=== Dataset records ===

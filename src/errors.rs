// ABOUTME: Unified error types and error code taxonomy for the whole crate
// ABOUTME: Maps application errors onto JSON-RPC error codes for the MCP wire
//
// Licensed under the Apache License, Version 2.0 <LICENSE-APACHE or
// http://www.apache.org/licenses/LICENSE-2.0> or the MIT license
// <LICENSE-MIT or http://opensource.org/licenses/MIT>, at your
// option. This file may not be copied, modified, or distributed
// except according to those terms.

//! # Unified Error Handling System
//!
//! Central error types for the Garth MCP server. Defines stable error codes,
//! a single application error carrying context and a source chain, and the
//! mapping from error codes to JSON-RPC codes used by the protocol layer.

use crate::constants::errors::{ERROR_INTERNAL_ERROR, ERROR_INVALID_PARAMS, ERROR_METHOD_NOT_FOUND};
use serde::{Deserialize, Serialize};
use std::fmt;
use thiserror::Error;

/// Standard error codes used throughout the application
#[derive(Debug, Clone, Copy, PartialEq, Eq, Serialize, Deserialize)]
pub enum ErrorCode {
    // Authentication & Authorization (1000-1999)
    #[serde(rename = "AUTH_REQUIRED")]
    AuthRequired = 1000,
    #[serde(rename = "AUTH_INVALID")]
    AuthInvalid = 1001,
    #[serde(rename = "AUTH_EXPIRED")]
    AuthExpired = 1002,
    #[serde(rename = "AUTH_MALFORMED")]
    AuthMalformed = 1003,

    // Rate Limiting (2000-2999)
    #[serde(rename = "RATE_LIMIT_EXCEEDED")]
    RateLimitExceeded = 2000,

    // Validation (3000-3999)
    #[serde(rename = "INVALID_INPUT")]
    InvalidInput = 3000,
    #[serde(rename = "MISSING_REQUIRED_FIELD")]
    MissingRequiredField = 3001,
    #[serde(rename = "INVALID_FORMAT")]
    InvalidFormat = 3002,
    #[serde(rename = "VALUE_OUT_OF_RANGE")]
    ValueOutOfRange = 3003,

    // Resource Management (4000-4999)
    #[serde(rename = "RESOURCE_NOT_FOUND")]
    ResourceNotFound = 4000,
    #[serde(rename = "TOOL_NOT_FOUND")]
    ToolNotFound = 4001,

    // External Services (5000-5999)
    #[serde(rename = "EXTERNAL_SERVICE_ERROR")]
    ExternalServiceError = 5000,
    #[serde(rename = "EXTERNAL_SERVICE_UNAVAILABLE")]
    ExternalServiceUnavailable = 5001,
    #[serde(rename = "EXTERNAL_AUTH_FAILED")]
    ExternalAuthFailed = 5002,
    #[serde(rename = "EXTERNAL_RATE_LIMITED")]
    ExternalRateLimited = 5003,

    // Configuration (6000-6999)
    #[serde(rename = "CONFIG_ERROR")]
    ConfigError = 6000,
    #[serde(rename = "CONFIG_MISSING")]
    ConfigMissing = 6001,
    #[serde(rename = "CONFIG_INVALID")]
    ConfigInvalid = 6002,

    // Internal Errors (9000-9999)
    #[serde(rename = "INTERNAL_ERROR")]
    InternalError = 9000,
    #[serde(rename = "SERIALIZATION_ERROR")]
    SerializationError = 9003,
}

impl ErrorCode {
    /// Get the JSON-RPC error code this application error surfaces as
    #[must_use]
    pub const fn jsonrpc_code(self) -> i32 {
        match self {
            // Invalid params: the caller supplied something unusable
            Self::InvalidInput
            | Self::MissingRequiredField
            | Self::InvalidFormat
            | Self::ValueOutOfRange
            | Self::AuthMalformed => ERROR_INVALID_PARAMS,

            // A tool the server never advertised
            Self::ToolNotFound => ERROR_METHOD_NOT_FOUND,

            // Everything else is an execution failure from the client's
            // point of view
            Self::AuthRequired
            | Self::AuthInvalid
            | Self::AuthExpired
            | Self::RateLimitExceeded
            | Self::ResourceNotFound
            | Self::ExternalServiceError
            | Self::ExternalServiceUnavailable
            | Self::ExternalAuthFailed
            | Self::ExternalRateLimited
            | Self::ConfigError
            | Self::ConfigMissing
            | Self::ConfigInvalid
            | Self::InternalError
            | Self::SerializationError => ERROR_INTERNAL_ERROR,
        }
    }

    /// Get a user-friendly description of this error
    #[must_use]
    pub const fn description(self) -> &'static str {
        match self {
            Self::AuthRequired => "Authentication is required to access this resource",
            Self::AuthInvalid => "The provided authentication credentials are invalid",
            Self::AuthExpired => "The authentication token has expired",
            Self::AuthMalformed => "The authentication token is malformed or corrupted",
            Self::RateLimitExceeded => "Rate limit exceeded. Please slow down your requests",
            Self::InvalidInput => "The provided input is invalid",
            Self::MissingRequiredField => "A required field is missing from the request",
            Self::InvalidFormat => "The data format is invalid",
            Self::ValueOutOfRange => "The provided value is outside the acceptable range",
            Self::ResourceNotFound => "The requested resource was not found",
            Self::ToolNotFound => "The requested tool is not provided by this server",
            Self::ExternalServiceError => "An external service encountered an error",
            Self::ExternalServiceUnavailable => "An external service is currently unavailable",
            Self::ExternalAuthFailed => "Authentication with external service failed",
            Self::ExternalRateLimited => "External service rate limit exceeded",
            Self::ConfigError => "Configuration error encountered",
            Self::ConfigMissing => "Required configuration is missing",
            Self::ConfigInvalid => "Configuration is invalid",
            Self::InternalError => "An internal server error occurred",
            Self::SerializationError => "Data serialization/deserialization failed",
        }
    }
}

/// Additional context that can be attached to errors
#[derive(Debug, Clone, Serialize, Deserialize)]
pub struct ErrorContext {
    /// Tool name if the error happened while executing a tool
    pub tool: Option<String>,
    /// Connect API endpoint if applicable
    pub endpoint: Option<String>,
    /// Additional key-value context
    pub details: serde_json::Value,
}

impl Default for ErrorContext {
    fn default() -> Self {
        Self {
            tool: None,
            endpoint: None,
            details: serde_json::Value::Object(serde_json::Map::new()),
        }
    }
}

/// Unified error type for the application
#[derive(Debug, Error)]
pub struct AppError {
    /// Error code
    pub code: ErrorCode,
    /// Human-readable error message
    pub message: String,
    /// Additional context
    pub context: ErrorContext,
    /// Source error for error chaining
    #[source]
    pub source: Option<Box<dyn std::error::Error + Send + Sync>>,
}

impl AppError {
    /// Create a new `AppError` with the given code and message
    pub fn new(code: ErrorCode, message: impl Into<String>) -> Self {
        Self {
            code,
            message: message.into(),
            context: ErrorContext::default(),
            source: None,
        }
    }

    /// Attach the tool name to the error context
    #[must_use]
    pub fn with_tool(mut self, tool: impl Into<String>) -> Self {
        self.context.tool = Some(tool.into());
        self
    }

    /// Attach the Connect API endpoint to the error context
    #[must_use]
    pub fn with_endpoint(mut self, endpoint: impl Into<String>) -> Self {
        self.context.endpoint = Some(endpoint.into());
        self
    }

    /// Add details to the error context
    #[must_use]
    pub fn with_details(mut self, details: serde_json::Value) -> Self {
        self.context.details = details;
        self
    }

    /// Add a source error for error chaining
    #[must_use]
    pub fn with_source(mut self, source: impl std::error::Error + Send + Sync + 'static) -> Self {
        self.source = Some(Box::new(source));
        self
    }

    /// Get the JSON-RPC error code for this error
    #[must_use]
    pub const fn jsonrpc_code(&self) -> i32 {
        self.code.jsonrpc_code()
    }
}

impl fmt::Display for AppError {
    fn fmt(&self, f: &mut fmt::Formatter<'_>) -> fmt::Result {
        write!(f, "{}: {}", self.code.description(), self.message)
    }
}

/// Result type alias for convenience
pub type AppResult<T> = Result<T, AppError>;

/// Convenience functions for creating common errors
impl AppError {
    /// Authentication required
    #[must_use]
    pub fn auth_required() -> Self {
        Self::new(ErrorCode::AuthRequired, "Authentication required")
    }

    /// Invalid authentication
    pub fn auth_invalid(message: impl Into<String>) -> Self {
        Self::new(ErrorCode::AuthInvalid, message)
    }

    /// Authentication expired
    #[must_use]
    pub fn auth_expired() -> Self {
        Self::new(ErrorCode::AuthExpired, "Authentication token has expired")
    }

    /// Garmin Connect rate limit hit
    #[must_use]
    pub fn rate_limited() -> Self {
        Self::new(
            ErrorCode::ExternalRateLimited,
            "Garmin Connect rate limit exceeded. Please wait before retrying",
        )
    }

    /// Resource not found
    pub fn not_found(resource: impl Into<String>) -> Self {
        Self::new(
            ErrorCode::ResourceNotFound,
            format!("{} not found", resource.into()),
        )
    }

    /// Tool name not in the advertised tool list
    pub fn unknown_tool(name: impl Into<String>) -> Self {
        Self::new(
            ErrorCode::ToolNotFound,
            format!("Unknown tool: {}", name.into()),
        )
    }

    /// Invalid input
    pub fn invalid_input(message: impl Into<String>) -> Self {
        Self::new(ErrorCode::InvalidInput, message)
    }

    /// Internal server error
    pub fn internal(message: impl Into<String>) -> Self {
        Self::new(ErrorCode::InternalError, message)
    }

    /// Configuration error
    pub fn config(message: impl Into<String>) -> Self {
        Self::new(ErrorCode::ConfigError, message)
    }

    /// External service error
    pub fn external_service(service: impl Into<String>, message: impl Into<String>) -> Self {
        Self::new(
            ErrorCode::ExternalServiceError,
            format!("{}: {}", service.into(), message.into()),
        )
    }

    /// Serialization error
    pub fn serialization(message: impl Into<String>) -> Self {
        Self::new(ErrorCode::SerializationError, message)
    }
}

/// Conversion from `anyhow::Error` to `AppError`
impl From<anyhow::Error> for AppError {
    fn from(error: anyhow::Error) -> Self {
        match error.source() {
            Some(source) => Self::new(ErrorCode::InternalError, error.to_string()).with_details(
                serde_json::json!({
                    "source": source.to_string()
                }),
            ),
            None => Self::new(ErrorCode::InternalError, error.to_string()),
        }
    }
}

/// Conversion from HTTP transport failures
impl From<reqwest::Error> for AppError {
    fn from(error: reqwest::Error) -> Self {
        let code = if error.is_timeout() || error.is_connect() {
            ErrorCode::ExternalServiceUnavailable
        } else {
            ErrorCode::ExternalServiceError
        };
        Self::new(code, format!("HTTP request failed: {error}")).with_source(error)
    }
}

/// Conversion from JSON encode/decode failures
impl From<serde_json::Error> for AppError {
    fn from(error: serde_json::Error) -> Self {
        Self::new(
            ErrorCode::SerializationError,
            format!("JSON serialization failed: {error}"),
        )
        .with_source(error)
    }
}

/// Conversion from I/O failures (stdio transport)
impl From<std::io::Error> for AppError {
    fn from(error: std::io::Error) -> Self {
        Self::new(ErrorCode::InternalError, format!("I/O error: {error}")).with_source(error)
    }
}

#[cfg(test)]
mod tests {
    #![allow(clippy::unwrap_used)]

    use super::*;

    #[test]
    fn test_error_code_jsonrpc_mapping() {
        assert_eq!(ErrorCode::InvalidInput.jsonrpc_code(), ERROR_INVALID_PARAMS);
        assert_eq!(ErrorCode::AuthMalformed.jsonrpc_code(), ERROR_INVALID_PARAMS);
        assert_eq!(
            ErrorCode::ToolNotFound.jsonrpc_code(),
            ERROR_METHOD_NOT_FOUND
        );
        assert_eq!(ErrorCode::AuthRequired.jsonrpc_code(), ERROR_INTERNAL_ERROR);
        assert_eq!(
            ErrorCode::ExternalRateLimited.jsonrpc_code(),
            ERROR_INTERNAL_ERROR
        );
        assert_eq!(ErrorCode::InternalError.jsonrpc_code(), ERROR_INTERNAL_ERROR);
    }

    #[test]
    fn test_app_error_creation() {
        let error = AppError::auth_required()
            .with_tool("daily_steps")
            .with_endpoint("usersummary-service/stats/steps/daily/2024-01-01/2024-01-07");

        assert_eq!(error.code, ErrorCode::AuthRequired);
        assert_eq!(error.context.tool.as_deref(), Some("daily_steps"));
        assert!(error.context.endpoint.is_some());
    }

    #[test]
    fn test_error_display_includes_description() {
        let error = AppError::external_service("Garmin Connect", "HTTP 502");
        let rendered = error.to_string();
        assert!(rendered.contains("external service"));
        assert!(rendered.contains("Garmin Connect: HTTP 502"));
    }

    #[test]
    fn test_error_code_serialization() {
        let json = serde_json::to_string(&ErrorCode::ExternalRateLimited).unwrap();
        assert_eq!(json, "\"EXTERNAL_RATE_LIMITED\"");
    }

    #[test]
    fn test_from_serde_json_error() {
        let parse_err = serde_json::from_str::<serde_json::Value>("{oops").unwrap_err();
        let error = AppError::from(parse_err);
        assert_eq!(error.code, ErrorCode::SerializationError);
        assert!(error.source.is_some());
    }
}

===
=== Dataset records ===

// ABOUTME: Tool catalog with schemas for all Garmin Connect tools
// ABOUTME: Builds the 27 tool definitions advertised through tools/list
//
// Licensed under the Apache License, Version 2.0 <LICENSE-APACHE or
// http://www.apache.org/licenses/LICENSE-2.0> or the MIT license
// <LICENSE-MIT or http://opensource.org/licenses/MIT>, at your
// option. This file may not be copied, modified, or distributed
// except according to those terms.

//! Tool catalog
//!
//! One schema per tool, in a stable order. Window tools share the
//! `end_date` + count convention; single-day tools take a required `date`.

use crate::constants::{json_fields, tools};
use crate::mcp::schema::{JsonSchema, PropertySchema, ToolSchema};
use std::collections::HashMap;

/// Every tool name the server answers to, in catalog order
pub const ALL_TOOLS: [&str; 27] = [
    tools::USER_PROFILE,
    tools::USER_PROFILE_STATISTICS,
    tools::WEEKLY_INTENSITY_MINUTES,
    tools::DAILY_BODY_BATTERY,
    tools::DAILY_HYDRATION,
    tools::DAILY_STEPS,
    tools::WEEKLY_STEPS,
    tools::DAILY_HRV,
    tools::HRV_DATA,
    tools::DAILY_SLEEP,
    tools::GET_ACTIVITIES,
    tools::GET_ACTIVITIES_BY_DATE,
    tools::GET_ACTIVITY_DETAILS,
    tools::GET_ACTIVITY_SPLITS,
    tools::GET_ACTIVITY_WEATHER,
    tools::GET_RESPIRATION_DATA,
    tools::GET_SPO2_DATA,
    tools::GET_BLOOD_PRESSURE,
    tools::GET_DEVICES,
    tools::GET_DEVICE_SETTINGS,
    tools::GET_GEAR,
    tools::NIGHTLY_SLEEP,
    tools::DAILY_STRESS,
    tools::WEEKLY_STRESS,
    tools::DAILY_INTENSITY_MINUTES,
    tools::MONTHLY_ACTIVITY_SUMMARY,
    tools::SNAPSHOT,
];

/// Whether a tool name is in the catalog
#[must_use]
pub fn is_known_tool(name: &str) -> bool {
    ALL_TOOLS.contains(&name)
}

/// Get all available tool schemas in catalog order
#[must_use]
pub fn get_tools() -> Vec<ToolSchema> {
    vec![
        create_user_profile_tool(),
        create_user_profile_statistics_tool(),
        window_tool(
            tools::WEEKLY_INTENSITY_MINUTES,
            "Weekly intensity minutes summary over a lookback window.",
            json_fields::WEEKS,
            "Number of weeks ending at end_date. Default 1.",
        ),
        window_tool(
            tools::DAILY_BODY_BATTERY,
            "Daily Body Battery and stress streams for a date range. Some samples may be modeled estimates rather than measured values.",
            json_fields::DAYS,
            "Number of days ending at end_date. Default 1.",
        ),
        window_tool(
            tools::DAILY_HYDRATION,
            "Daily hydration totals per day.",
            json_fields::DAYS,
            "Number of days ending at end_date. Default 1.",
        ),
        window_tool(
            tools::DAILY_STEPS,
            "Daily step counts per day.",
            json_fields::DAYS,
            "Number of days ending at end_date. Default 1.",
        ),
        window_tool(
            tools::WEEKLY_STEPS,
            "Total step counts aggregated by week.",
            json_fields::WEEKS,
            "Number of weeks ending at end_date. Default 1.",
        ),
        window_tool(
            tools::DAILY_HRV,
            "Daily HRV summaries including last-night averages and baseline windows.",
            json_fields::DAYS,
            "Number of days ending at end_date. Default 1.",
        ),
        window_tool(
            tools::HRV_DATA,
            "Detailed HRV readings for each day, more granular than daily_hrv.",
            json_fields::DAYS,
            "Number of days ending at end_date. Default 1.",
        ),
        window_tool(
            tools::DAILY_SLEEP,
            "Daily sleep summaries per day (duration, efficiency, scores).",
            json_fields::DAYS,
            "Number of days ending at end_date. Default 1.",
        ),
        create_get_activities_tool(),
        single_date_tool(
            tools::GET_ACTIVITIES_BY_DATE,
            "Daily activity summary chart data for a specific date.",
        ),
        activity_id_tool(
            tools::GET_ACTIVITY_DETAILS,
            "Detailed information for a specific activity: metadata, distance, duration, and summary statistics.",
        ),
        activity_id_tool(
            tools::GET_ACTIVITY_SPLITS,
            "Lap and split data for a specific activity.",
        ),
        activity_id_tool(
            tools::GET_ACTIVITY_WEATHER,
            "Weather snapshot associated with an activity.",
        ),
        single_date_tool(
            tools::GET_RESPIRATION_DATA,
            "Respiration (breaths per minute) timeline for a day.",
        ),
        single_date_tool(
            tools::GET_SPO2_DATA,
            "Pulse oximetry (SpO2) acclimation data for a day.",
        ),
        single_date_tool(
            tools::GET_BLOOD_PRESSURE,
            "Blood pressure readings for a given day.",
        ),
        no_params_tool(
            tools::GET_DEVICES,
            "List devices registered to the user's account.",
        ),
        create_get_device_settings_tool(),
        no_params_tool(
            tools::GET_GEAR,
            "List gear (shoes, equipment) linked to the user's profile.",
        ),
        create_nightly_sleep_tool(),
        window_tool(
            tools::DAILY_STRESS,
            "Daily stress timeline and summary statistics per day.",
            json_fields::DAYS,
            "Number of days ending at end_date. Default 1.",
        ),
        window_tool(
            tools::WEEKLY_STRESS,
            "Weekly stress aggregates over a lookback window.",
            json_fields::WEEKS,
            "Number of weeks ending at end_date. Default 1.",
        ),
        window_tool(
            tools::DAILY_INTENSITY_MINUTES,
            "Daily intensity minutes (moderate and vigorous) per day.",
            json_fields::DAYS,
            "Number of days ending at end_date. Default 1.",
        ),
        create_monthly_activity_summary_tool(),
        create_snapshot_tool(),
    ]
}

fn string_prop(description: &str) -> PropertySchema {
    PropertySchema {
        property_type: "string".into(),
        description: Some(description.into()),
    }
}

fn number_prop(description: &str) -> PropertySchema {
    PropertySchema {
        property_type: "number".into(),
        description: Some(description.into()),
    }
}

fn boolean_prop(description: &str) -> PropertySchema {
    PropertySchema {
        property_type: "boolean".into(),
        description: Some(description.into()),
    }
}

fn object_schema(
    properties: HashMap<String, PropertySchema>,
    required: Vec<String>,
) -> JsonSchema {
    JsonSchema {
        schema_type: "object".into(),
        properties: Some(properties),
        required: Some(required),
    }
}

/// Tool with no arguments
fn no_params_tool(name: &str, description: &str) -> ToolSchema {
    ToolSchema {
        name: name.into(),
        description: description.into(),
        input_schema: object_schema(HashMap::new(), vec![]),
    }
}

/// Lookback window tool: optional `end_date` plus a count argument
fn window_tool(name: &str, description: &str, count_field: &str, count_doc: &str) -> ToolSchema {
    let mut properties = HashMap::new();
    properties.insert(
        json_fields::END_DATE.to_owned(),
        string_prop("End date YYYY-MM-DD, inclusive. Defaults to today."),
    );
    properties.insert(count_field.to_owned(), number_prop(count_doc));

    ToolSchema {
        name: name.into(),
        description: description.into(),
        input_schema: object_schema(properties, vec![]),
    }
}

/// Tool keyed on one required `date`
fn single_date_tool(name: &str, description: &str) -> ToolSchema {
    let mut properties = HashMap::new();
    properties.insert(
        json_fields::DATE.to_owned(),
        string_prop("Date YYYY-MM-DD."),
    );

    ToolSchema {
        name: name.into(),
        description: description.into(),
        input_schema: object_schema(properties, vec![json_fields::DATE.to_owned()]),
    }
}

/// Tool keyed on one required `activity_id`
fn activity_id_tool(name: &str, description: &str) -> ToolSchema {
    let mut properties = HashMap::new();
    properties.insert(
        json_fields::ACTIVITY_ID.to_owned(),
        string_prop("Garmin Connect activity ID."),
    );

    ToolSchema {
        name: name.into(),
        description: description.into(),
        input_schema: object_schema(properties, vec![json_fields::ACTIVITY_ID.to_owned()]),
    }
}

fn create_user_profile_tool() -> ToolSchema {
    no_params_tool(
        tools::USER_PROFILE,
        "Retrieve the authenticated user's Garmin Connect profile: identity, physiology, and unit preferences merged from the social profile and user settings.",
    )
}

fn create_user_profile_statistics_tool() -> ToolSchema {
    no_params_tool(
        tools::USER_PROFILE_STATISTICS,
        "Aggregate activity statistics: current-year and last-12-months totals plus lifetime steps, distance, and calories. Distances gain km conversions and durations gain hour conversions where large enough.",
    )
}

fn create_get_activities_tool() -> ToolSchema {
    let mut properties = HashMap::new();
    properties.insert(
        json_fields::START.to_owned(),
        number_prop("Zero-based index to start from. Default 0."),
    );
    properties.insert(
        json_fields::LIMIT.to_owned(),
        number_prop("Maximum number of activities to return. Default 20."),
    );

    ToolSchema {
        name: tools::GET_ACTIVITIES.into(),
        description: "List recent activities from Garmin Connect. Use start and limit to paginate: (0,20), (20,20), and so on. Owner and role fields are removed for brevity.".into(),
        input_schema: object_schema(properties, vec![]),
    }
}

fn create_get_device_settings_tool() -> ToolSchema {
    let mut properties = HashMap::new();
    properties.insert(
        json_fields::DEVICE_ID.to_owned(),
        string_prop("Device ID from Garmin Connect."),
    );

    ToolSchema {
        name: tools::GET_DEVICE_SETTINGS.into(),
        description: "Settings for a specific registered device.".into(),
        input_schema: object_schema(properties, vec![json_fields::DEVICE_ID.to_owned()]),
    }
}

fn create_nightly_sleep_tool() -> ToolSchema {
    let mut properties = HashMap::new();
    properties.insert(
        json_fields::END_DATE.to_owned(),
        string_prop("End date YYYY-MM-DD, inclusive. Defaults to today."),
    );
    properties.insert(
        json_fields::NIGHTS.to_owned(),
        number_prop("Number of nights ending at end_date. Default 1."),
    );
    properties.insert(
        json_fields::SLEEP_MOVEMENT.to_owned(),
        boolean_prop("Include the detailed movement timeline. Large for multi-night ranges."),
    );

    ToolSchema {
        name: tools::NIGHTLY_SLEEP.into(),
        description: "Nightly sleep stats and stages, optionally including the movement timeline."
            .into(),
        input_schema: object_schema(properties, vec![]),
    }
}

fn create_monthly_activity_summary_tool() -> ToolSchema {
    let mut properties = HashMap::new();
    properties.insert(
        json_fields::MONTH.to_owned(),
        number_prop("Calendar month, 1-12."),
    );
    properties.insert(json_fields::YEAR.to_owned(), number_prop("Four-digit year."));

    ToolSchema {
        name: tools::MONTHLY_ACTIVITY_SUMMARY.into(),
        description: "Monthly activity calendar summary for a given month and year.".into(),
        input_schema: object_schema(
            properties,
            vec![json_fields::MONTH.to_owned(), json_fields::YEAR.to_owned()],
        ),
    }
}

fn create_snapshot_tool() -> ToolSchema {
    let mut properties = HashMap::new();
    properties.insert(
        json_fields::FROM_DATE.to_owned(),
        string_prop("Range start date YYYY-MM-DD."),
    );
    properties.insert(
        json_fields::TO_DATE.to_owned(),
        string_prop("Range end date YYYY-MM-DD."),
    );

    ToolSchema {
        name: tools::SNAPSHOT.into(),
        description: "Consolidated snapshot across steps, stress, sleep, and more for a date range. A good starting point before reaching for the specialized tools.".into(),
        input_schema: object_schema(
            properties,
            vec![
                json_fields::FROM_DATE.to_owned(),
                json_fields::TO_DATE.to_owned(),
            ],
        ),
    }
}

===

**Aim of the task**
Across the records above, how many lines contain the word "InvalidInput"? Please give that number alone.

**Exercise result**
5